─── Data for processing ───

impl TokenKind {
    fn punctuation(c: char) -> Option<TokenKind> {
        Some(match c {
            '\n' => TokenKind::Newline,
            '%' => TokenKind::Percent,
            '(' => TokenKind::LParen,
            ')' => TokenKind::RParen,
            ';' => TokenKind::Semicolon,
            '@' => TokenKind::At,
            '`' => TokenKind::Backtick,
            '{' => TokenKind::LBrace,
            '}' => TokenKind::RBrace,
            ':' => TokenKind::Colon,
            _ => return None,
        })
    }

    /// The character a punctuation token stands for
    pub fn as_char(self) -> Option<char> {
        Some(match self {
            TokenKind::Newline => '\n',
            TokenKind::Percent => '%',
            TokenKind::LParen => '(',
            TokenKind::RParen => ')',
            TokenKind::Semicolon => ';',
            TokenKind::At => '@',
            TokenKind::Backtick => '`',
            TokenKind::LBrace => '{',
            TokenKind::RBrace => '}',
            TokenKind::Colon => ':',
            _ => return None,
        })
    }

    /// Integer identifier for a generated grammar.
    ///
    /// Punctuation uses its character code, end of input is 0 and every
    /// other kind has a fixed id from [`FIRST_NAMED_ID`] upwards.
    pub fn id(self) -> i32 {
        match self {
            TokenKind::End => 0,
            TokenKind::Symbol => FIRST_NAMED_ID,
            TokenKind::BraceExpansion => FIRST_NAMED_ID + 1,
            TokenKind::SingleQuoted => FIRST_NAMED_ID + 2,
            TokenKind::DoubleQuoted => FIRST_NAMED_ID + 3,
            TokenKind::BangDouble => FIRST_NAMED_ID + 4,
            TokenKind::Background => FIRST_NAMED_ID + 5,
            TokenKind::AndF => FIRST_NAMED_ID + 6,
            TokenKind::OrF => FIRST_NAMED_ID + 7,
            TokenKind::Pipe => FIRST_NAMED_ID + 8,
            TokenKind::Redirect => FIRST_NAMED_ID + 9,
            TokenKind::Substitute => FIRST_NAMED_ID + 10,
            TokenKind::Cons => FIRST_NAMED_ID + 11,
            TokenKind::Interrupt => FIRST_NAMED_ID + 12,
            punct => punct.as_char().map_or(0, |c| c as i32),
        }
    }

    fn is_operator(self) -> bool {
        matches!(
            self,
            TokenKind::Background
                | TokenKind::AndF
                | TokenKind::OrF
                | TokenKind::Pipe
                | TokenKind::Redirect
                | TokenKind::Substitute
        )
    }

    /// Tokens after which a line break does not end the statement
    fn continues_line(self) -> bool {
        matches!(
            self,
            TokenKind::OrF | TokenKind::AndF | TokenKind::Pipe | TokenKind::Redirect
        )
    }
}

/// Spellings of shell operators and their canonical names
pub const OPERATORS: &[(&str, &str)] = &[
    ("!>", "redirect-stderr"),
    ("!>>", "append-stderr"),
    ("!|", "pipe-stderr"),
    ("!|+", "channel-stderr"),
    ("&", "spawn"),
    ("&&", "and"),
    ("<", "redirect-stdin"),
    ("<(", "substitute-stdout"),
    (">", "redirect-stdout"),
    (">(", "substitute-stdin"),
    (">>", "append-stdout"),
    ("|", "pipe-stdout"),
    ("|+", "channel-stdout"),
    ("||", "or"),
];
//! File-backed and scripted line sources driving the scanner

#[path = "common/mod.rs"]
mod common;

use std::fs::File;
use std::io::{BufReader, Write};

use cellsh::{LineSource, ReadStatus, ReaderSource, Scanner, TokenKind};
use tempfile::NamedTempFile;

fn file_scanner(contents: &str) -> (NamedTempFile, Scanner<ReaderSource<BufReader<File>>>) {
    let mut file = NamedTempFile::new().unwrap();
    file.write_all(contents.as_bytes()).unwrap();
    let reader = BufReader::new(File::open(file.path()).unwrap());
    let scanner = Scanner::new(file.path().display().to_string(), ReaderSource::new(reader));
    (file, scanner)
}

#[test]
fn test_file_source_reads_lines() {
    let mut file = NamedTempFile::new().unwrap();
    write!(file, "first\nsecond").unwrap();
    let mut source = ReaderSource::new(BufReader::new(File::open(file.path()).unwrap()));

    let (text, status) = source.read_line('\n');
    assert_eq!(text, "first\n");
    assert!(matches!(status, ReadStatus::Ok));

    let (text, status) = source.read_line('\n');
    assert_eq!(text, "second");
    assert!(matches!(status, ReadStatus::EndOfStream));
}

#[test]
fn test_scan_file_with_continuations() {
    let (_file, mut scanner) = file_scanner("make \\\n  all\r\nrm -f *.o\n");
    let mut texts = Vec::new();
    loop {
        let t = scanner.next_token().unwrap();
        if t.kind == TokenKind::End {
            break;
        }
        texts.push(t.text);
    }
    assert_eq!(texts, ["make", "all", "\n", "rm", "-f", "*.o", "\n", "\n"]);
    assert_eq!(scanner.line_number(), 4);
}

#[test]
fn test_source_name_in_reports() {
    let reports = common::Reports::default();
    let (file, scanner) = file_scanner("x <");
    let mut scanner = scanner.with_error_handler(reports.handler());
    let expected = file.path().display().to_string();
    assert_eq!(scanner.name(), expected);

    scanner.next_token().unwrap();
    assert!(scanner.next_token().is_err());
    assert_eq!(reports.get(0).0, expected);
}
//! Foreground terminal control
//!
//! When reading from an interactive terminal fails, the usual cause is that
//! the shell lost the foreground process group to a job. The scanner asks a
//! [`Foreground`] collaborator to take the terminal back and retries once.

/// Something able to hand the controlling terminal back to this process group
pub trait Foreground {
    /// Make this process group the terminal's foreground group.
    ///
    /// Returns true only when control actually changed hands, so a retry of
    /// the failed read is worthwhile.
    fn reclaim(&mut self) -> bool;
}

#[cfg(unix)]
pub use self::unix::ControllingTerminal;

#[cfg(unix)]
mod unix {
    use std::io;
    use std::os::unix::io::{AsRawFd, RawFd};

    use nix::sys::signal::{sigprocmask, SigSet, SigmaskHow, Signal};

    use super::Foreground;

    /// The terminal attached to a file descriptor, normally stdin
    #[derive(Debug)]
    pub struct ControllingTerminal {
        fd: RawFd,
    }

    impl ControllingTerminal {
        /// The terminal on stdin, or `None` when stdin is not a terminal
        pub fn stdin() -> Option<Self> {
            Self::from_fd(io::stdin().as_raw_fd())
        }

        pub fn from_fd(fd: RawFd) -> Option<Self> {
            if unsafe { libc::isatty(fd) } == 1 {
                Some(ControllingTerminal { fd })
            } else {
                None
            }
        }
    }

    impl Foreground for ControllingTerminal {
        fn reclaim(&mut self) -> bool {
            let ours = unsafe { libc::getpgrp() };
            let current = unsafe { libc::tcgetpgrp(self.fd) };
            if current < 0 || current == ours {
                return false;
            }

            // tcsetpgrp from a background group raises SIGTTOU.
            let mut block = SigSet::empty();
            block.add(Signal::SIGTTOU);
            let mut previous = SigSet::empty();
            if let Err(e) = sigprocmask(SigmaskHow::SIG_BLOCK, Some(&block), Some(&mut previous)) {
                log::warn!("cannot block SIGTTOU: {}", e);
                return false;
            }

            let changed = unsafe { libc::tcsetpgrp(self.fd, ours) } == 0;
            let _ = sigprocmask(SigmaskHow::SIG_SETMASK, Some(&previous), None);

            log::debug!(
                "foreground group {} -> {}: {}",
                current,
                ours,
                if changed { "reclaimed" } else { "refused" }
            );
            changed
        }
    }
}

───

- [Work to be completed] State in a single number how many lines in the data include the word "contents".

- [Finished exercise] 2